For now, the short-term schedule looks like this:

New Stuff
January - Learn to play piano
February - Go through an Open Yale Course (currently eyeing Robert Shiller's 2011 Economics course)
March - Read a celebrity bio (current pick: Henry Bushkin's bio of Johnny Carson)

I consider myself under no obligation to be "Van Cliburn-ready" after an entire month of learning piano. Just good enough to add a bit too some home recordings, develop good practice habits, and work on techniques that are currently alien to my more guitar-friendly fingers and brain.

The Open Yale course is primarily video-driven, but I'm open to adding a book to it. To be honest, I've wanted to get a good college text in either economics or science to mow through it and see if I can re-invigorate my study habits from college. Open Yale is essentially me saying "close enough" to that dream.

The Carson bio caught my interest with a few of the reviews about it back in 2013. It's a short read and hardly qualifies as "serious subject matter." But I'm fascinated with it due to the way Carson experienced fame as the lone late night face on TV. That stands in stark contrast to the post-Leno/Letterman era where the market is considerably more fractured. And since I'm of the belief that politics has added a more celebrity-driven attribute, I'm a little curious to see if I find any parallels. In reviewing past reading habits, I think I've found myself reading about one celebrity bio a year (Steve Martin, Dave Mustaine, and Michael Sweet come to mind). At least in this case, I'm not choosing a subject due to being a fan. Then again, Carol Burnett's bio is awfully tempting as a fallback option.

Old Stuff
January - Read up on Public Administration
February - Record a song
March - Complete a Truefire video guitar lesson

I've had two great texts on PA since the 2014 and have barely made a dent in them. It's probably the most boring subject that I'm immensely fascinated by and I feel awful for the two books every time I look at them on my bookshelf. I'm currently in the process of picking and choosing some chapters to focus on.

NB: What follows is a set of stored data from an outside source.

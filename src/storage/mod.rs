//! Result persistence.
//!
//! A [`ResultSink`] takes the final deduplicated job list and writes it
//! to a destination file. Sinks accept an empty list and report zero
//! rows written rather than failing.

pub mod csv;
pub mod json;

use std::path::Path;

use async_trait::async_trait;

use crate::error::Result;
use crate::models::JobRecord;

pub use csv::CsvSink;
pub use json::JsonSink;

/// Persists an ordered job list, returning the number of rows written.
#[async_trait]
pub trait ResultSink: Send + Sync {
    async fn persist(&self, jobs: &[JobRecord], dest: &Path) -> Result<usize>;
}

/// Supported output formats.
#[derive(Debug, Clone, Copy, PartialEq, Eq)]
pub enum OutputFormat {
    Csv,
    Json,
}

impl OutputFormat {
    pub fn from_str(s: &str) -> Option<Self> {
        match s.to_lowercase().as_str() {
            "csv" => Some(OutputFormat::Csv),
            "json" => Some(OutputFormat::Json),
            _ => None,
        }
    }

    /// Build the sink for this format.
    pub fn sink(self) -> Box<dyn ResultSink> {
        match self {
            OutputFormat::Csv => Box::new(CsvSink),
            OutputFormat::Json => Box::new(JsonSink),
        }
    }
}

#[cfg(test)]
mod tests {
    use super::*;

    #[test]
    fn test_format_from_str() {
        assert_eq!(OutputFormat::from_str("csv"), Some(OutputFormat::Csv));
        assert_eq!(OutputFormat::from_str("JSON"), Some(OutputFormat::Json));
        assert_eq!(OutputFormat::from_str("xlsx"), None);
    }
}
//! Utility functions and helpers.

pub mod url;

use ::url::Url;

/// Resolve a potentially relative URL against a base URL.
pub fn resolve_url(base: &Url, href: &str) -> String {
    base.join(href)
        .map(|u| u.to_string())
        .unwrap_or_else(|_| href.to_string())
}

/// Resolve a URL string against a base URL string.
pub fn resolve(base_url: &str, href: &str) -> Option<String> {
    Url::parse(base_url)
        .ok()
        .map(|base| resolve_url(&base, href))
}

#[cfg(test)]
mod tests {
    use super::*;

    #[test]
    fn test_resolve_url() {
        let base = Url::parse("https://careers.example.com/global/en/search-results").unwrap();
        assert_eq!(
            resolve_url(&base, "/global/en/job/123/qa-tester"),
            "https://careers.example.com/global/en/job/123/qa-tester"
        );
        assert_eq!(
            resolve_url(&base, "https://other.example/x"),
            "https://other.example/x"
        );
    }

    #[test]
    fn test_resolve_relative_query() {
        assert_eq!(
            resolve("https://careers.example.com/search", "?from=20&s=1").as_deref(),
            Some("https://careers.example.com/search?from=20&s=1")
        );
    }

}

February's goal is a minor challenge in a few regards. To start with, I haven't really recorded a new song in years. And even then, it was probably more of a snippet of a song. And still ... it was probably improvised during one practice session. And still again, it didn't involve keyboards. So, giving myself a month to create something in a fuller song format, with keyboards, after a lengthy amount of time allowing a basset hound to chip away at time spent with my toys seems like a fair tradeoff.

The Truefire guitar lessons have been a great resource for me since picking guitar back up in 2010. But there was a point where I found myself collecting unused video downloads as if they were book samples for my Kindle. For one month, I think I can focus on one lesson series.

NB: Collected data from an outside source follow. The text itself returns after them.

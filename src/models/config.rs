//! Application configuration structures.

use std::fs;
use std::path::Path;

use serde::{Deserialize, Serialize};
use url::Url;

use crate::error::{AppError, Result};

/// Root application configuration.
#[derive(Debug, Clone, Serialize, Deserialize, Default)]
pub struct Config {
    /// HTTP and crawl-loop behavior settings
    #[serde(default)]
    pub crawler: CrawlerConfig,

    /// Target-site search settings
    #[serde(default)]
    pub search: SearchConfig,

    /// Output settings
    #[serde(default)]
    pub output: OutputConfig,
}

impl Config {
    /// Load configuration from a TOML file.
    pub fn load(path: impl AsRef<Path>) -> Result<Self> {
        let content = fs::read_to_string(path)?;
        Ok(toml::from_str(&content)?)
    }

    /// Load configuration or return default if loading fails.
    pub fn load_or_default(path: impl AsRef<Path>) -> Self {
        Self::load(&path).unwrap_or_else(|e| {
            log::warn!(
                "Config load failed from {:?}: {}. Using defaults.",
                path.as_ref(),
                e
            );
            Self::default()
        })
    }

    /// Validate configuration values for basic sanity.
    pub fn validate(&self) -> Result<()> {
        if self.crawler.user_agent.trim().is_empty() {
            return Err(AppError::validation("crawler.user_agent is empty"));
        }
        if self.crawler.timeout_secs == 0 {
            return Err(AppError::validation("crawler.timeout_secs must be > 0"));
        }
        if self.crawler.max_retries == 0 {
            return Err(AppError::validation("crawler.max_retries must be >= 1"));
        }
        if self.crawler.max_pages == 0 {
            return Err(AppError::validation("crawler.max_pages must be > 0"));
        }
        if self.search.results_per_page == 0 {
            return Err(AppError::validation("search.results_per_page must be > 0"));
        }
        Url::parse(&self.search.base_url)
            .map_err(|e| AppError::validation(format!("search.base_url is invalid: {e}")))?;
        Ok(())
    }
}

/// HTTP client and crawl-loop behavior settings.
#[derive(Debug, Clone, Serialize, Deserialize)]
pub struct CrawlerConfig {
    /// User-Agent header for HTTP requests
    #[serde(default = "defaults::user_agent")]
    pub user_agent: String,

    /// Request timeout in seconds
    #[serde(default = "defaults::timeout")]
    pub timeout_secs: u64,

    /// Mandatory pause after every successful page, in milliseconds.
    /// The target site rate-limits aggressive clients.
    #[serde(default = "defaults::page_delay")]
    pub page_delay_ms: u64,

    /// Maximum fetch+extract attempts per page (>= 1)
    #[serde(default = "defaults::max_retries")]
    pub max_retries: u32,

    /// Base backoff between retries in milliseconds; doubled per attempt
    #[serde(default = "defaults::retry_backoff")]
    pub retry_backoff_ms: u64,

    /// Hard ceiling on pages per crawl, the last-resort circuit breaker
    #[serde(default = "defaults::max_pages")]
    pub max_pages: u32,
}

impl Default for CrawlerConfig {
    fn default() -> Self {
        Self {
            user_agent: defaults::user_agent(),
            timeout_secs: defaults::timeout(),
            page_delay_ms: defaults::page_delay(),
            max_retries: defaults::max_retries(),
            retry_backoff_ms: defaults::retry_backoff(),
            max_pages: defaults::max_pages(),
        }
    }
}

/// Target-site search settings.
#[derive(Debug, Clone, Serialize, Deserialize)]
pub struct SearchConfig {
    /// Search-results page URL, without query parameters
    #[serde(default = "defaults::base_url")]
    pub base_url: String,

    /// Results per page, drives offset arithmetic
    #[serde(default = "defaults::results_per_page")]
    pub results_per_page: usize,
}

impl Default for SearchConfig {
    fn default() -> Self {
        Self {
            base_url: defaults::base_url(),
            results_per_page: defaults::results_per_page(),
        }
    }
}

impl SearchConfig {
    /// Build the results-page URL for a keyword query at a given offset.
    pub fn page_url(&self, keywords: &str, offset: usize) -> Result<String> {
        let mut url = Url::parse(&self.base_url)?;
        url.query_pairs_mut()
            .append_pair("keywords", keywords)
            .append_pair("from", &offset.to_string())
            .append_pair("s", "1");
        Ok(url.into())
    }

    /// Build the first results-page URL for a keyword query.
    pub fn search_url(&self, keywords: &str) -> Result<String> {
        let mut url = Url::parse(&self.base_url)?;
        url.query_pairs_mut().append_pair("keywords", keywords);
        Ok(url.into())
    }
}

/// Output settings.
#[derive(Debug, Clone, Serialize, Deserialize)]
pub struct OutputConfig {
    /// Default output path
    #[serde(default = "defaults::output_path")]
    pub path: String,

    /// Default output format ("csv" or "json")
    #[serde(default = "defaults::output_format")]
    pub format: String,
}

impl Default for OutputConfig {
    fn default() -> Self {
        Self {
            path: defaults::output_path(),
            format: defaults::output_format(),
        }
    }
}

/// Default values for configuration fields.
mod defaults {
    pub fn user_agent() -> String {
        "Mozilla/5.0 (Windows NT 10.0; Win64; x64) AppleWebKit/537.36 \
         (KHTML, like Gecko) Chrome/91.0.4472.124 Safari/537.36"
            .to_string()
    }

    pub fn timeout() -> u64 {
        30
    }

    pub fn page_delay() -> u64 {
        1000
    }

    pub fn max_retries() -> u32 {
        3
    }

    pub fn retry_backoff() -> u64 {
        2000
    }

    pub fn max_pages() -> u32 {
        200
    }

    pub fn base_url() -> String {
        "https://careers.labcorp.com/global/en/search-results".to_string()
    }

    pub fn results_per_page() -> usize {
        20
    }

    pub fn output_path() -> String {
        "jobs.csv".to_string()
    }

    pub fn output_format() -> String {
        "csv".to_string()
    }
}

Since birth, we've found ways to develop habits, learn languages, develop expertise in areas and enjoy new sensations for the first time with unparalleled ease. As adults, trying to learn a new language or develop a new skill or learn about a subject matter incredibly outside of our world is a skill that fewer of us maintain.

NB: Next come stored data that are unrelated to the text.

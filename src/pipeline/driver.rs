// src/pipeline/driver.rs

//! The pagination-and-extraction loop.
//!
//! `PaginationDriver` owns the crawl: it computes each page's address,
//! delegates to the fetcher and extractor, applies the retry policy,
//! deduplicates, and decides when the crawl is over. Pages are fetched
//! strictly sequentially; the next address may depend on the previous
//! response, and the target site rate-limits parallel clients.
//!
//! Termination signals, checked every iteration:
//! - an empty page (end-of-results guard)
//! - the computed page count, when the site reports a total
//! - no next token (no link, and a partial page in offset mode)
//! - a repeated token or the page ceiling (loop circuit breaker)
//! - external cancellation
//!
//! A mid-crawl page failure never discards prior pages: after
//! `max_retries` the page degrades to terminal-empty and the crawl
//! returns everything accumulated so far. Only a failure on the very
//! first page surfaces as an error, since that points at a bad start
//! token rather than transient site trouble.

use std::sync::Arc;
use std::sync::atomic::{AtomicBool, Ordering};
use std::time::Duration;

use chrono::{DateTime, Utc};
use log::{debug, info, warn};

use crate::error::{AppError, Result};
use crate::models::{CrawlerConfig, JobRecord, PageResult, PageToken, SearchConfig};
use crate::pipeline::Deduplicator;
use crate::services::{PageFetcher, RecordExtractor};
use crate::utils::resolve;

/// Progress callback: `(page_number, jobs_accumulated)`.
///
/// Side effect only; never affects control flow.
pub type ProgressFn = Box<dyn Fn(u32, usize) + Send + Sync>;

/// Cheap clonable cancellation flag, checked at the top of each
/// loop iteration. Cancelling returns partial results cleanly.
#[derive(Debug, Clone, Default)]
pub struct CancelToken(Arc<AtomicBool>);

impl CancelToken {
    pub fn new() -> Self {
        Self::default()
    }

    pub fn cancel(&self) {
        self.0.store(true, Ordering::Relaxed);
    }

    pub fn is_cancelled(&self) -> bool {
        self.0.load(Ordering::Relaxed)
    }
}

/// Why the crawl loop stopped.
#[derive(Debug, Clone, Copy, PartialEq, Eq)]
pub enum StopReason {
    /// Empty page or no next token
    EndOfResults,
    /// Computed page count reached
    TotalReached,
    /// Repeated token or page ceiling
    LoopGuard,
    /// Retries exhausted on a page past the first
    PageFailure,
    /// External cancellation
    Cancelled,
}

/// Final result of a crawl run.
#[derive(Debug)]
pub struct CrawlOutcome {
    /// Deduplicated jobs in encounter order
    pub jobs: Vec<JobRecord>,
    pub pages_fetched: u32,
    pub pages_failed: u32,
    pub duplicates_skipped: usize,
    pub stop: StopReason,
    pub started_at: DateTime<Utc>,
    pub finished_at: DateTime<Utc>,
}

/// Drives the sequential crawl of paginated search results.
pub struct PaginationDriver {
    fetcher: Arc<dyn PageFetcher>,
    extractor: Arc<dyn RecordExtractor>,
    crawler: CrawlerConfig,
    search: SearchConfig,
    query: String,
    progress: Option<ProgressFn>,
    cancel: CancelToken,
    seed_ids: Vec<String>,
}

impl PaginationDriver {
    pub fn new(
        fetcher: Arc<dyn PageFetcher>,
        extractor: Arc<dyn RecordExtractor>,
        crawler: CrawlerConfig,
        search: SearchConfig,
        query: impl Into<String>,
    ) -> Self {
        Self {
            fetcher,
            extractor,
            crawler,
            search,
            query: query.into(),
            progress: None,
            cancel: CancelToken::new(),
            seed_ids: Vec::new(),
        }
    }

    /// Report progress after each successful page.
    pub fn with_progress(mut self, progress: impl Fn(u32, usize) + Send + Sync + 'static) -> Self {
        self.progress = Some(Box::new(progress));
        self
    }

    /// Attach an external cancellation token.
    pub fn with_cancel(mut self, cancel: CancelToken) -> Self {
        self.cancel = cancel;
        self
    }

    /// Seed the deduplicator with identifiers from a previous run.
    pub fn with_seen_ids(mut self, ids: impl IntoIterator<Item = String>) -> Self {
        self.seed_ids = ids.into_iter().collect();
        self
    }

    /// Crawl from `start` until a termination signal fires.
    pub async fn crawl(&self, start: PageToken) -> Result<CrawlOutcome> {
        let started_at = Utc::now();
        let mut dedup = Deduplicator::with_seen(self.seed_ids.iter().cloned());
        let mut jobs: Vec<JobRecord> = Vec::new();
        let mut pages_fetched = 0u32;
        let mut pages_failed = 0u32;
        let mut duplicates_skipped = 0usize;
        let mut stop = StopReason::EndOfResults;

        let mut current = Some(start);
        let mut page_number = 0u32;

        while let Some(token) = current.take() {
            if self.cancel.is_cancelled() {
                info!(
                    "Cancellation requested; returning {} jobs collected so far",
                    jobs.len()
                );
                stop = StopReason::Cancelled;
                break;
            }

            page_number += 1;
            let url = self.address(&token)?;
            debug!("Fetching page {page_number}: {url}");

            let page = match self.fetch_page(&url, page_number).await {
                Ok(page) => page,
                // A start token that never answers is a configuration
                // problem, not transient site trouble.
                Err(error) if page_number == 1 => return Err(error),
                Err(error) => {
                    warn!(
                        "Giving up on page {page_number} after {} attempts: {error}. \
                         Keeping {} jobs from earlier pages.",
                        self.crawler.max_retries,
                        jobs.len()
                    );
                    pages_failed += 1;
                    stop = StopReason::PageFailure;
                    break;
                }
            };
            pages_fetched += 1;

            let fetched = page.records.len();
            if fetched == 0 {
                debug!("Page {page_number} has no records; end of results");
                break;
            }

            let total_count = page.total_count;
            let next_link = page.next_page.clone();
            for record in page.records {
                if dedup.admit(&record.job_id) {
                    jobs.push(record);
                } else {
                    duplicates_skipped += 1;
                }
            }

            if let Some(progress) = &self.progress {
                progress(page_number, jobs.len());
            }

            if let Some(total) = total_count {
                let page_count = total.div_ceil(self.search.results_per_page.max(1)) as u32;
                if page_number >= page_count {
                    debug!("Computed page count reached ({page_count} pages, {total} results)");
                    stop = StopReason::TotalReached;
                    break;
                }
            }

            let Some(next) = self.next_token(&token, next_link.as_deref(), fetched) else {
                break;
            };

            if let Err(error) = self.guard_pagination(page_number, &token, &next) {
                warn!("{error}; returning partial results");
                stop = StopReason::LoopGuard;
                break;
            }

            tokio::time::sleep(Duration::from_millis(self.crawler.page_delay_ms)).await;
            current = Some(next);
        }

        info!(
            "Crawl finished: {} jobs over {pages_fetched} pages \
             ({duplicates_skipped} duplicates skipped)",
            jobs.len()
        );

        Ok(CrawlOutcome {
            jobs,
            pages_fetched,
            pages_failed,
            duplicates_skipped,
            stop,
            started_at,
            finished_at: Utc::now(),
        })
    }

    /// Fetch and extract one page, retrying with backoff.
    async fn fetch_page(&self, url: &str, page_number: u32) -> Result<PageResult> {
        let mut attempt = 0u32;
        loop {
            attempt += 1;
            let result = match self.fetcher.fetch(url).await {
                Ok(raw) => self.extractor.extract(&raw),
                Err(error) => Err(error),
            };

            match result {
                Ok(page) => return Ok(page),
                Err(error) if attempt >= self.crawler.max_retries => return Err(error),
                Err(error) => {
                    let backoff = self.backoff(attempt);
                    warn!(
                        "Page {page_number} attempt {attempt}/{} failed: {error}. \
                         Retrying in {backoff:?}",
                        self.crawler.max_retries
                    );
                    tokio::time::sleep(backoff).await;
                }
            }
        }
    }

    /// Exponential backoff, capped at 30 seconds.
    fn backoff(&self, attempt: u32) -> Duration {
        let factor = 1u64 << attempt.saturating_sub(1).min(5);
        Duration::from_millis(self.crawler.retry_backoff_ms.saturating_mul(factor))
            .min(Duration::from_secs(30))
    }

    /// Resolve a token to a fetchable URL.
    fn address(&self, token: &PageToken) -> Result<String> {
        match token {
            PageToken::Url(url) => Ok(url.clone()),
            PageToken::Offset(offset) => self.search.page_url(&self.query, *offset),
        }
    }

    /// Compute the next token, or `None` when pagination is exhausted.
    ///
    /// An explicit next link wins; relative links are resolved against
    /// the site's base origin. In offset mode a full page advances the
    /// offset by one page size, and a partial page is the last page.
    fn next_token(
        &self,
        current: &PageToken,
        next_page: Option<&str>,
        fetched: usize,
    ) -> Option<PageToken> {
        if let Some(link) = next_page {
            let resolved = resolve(&self.search.base_url, link).unwrap_or_else(|| link.to_string());
            return Some(PageToken::Url(resolved));
        }

        match current {
            PageToken::Offset(offset) if fetched >= self.search.results_per_page => {
                Some(PageToken::Offset(offset + self.search.results_per_page))
            }
            _ => None,
        }
    }

    /// Loop circuit breaker: a repeated token or the page ceiling
    /// terminates the crawl instead of looping forever.
    fn guard_pagination(&self, page_number: u32, current: &PageToken, next: &PageToken) -> Result<()> {
        if next == current {
            return Err(AppError::pagination(
                page_number,
                format!("next page resolves to the current token ({current})"),
            ));
        }
        if page_number >= self.crawler.max_pages {
            return Err(AppError::pagination(
                page_number,
                format!("page ceiling of {} reached", self.crawler.max_pages),
            ));
        }
        Ok(())
    }
}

I think this happens for reasons not involving getting dumber. Instead, we develop patterns of behavior – in both work and play – that shape us neurologically. In my own case, the time deficit for reading longform material has gone on way too long for my liking. I'm not about to get lost in reading research on neurology, but my sense that there is a way that the brain functions when absorbing material for hours at a time versus picking up snippets in 15-second episodes of news scanning, television viewing, conversations, facebook posts, or talking to my dog.

The outputs of this endeavor will be where the blog goes for this year. So expect a bit more subject-matter diversity in the months ahead. I believe that writing here is going to be helpful for the project, so feel free to follow along (or not). In any event, my thanks to Aaron Carroll for the idea. His wrap-up of his 2016 project can be read here. It was decidedly more reading-centric than what I can do, so I'm all kinds of jealous. We'll see how my version goes. I look forward to any and all feedback once things get underway.